Moving from 10.xxx to 11.1 isn’t that big of a deal, and I’ll be the first of several posts here to tell you that you should do that. The primary reason is so that your server can receive security updates. If you’re exposing a Webserver to the world, you shouldn’t do it on an older, unsupported operating system. 10.3 is nearing End Of Life (EOL), so it will be unsupported shortly.

As for upgrading, the only answer there is, “it depends.” Where are the document files? Is there a single directory for document root, or do you have virtual hosts as well? You need PHP, so that tells me that you’re probably doing some things with it. All of these things affect the answer. If it’s a simple Webserver with a single document root, I’d back up the docs, build the server with Yast, the copy/restore the site into the new server.

Swerdna has a great walkthrough for setting up a fairly complete Web server, if you want to get an idea:

HowTo: Configure a Linux Apache Web Server on Suse/openSUSE for SSI, Includes, CGI, Common Gateway Interface, AddHandler, ExecCGI, AllowOverride, htaccess, DocumentRoot

Thank you for your reply. I guess the main problem is the plesk on my box. There are about 20 plesk users/domains and I can not afford days of downtime.
All htdocs are located in /srv/www/vhosts, the normal plesk setup. Of course I could all do it without plesk, but I need a customer frontend.
So there is no “just enter a 10.3 update source and click update” solution.
The server shall run only for two more month, but right now I need a 5.2 feature - so another server is not partical. After the two month I will kill the machine and reinstall maby suse 11 - so I 10.3 is ok for me.
Anyway thanks

The option is there but seriously, you admit this is a production server this is no way to do an upgrade. Sure it may go fine but then it maybe a disaster. The recommendation to do a clean install will be less hassle than trying to untangle the mess an upgrade may get you into.

If it is possible I would try to clone the remote and get the clone working when satisfied then replace the original with the updated clone.

Here I would of thought the easiest would be to get the src.rpm for 10.3 and try a rebuild. Or as these seem to of done just try the 10.3 and resolve the deps

Upgrade to php 5.2 in suse 10.1 - HowtoForge Forums | HowtoForge - Linux Howtos and Tutorials

You shouldn’t need days of downtime. If it was me, and there was any way I could get my hands on a second machine, I’d build that one up as a clone (as FeatherMonkey suggested), test it to death, then put it online. (Even if you have to borrow a personal machine from home for a few weeks.)

All htdocs are located in /srv/www/vhosts, the normal plesk setup. Of course I could all do it without plesk, but I need a customer frontend.
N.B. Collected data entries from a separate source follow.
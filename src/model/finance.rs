use serde::{Deserialize, Serialize};
use serde_with::{serde_as, DefaultOnNull, DisplayFromStr, PickFirst};

use super::{impl_entity, ExtraFields};

#[derive(Debug, Clone, Copy, PartialEq, Eq, Default, Serialize, Deserialize)]
#[serde(rename_all = "lowercase")]
pub enum TransactionKind {
    Income,
    #[default]
    Expense,
}

#[serde_as]
#[derive(Debug, Clone, PartialEq, Default, Serialize, Deserialize)]
#[serde(rename_all = "camelCase", default)]
pub struct Transaction {
    #[serde_as(as = "DefaultOnNull")]
    pub id: String,
    #[serde_as(as = "DefaultOnNull")]
    pub description: String,
    #[serde_as(as = "DefaultOnNull<PickFirst<(_, DisplayFromStr)>>")]
    pub amount: f64,
    #[serde(rename = "type")]
    #[serde_as(as = "DefaultOnNull")]
    pub kind: TransactionKind,
    #[serde_as(as = "DefaultOnNull")]
    pub category: String,
    /// `YYYY-MM-DD`
    #[serde_as(as = "DefaultOnNull")]
    pub date: String,
    #[serde_as(as = "DefaultOnNull<PickFirst<(_, DisplayFromStr)>>")]
    pub created_at: i64,
    #[serde(flatten)]
    pub extra: ExtraFields,
}

impl Transaction {
    /// Amount with the sign of its kind: income positive, expense negative.
    pub fn signed_amount(&self) -> f64 {
        match self.kind {
            TransactionKind::Income => self.amount,
            TransactionKind::Expense => -self.amount,
        }
    }
}

fn newest_date_first(items: &mut [Transaction]) {
    items.sort_by(|a, b| b.date.cmp(&a.date));
}

impl_entity!(Transaction, Budget, transactions, sort = newest_date_first);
So there is no “just enter a 10.3 update source and click update” solution.

I don’t know of a good, quick solution for you, then. No, I doubt seriously if even upgrading from 10.1 to 10.3 will guarantee that the Plesk stuff stays intact (you’d better have a good backup before you start!). That’s why I suggest just biting the bullet and moving on up to 11.1.

If you want to avoid having to do all this again in a couple of years, you might consider going with Suse Enterprise. That OS is fully supported for years and years.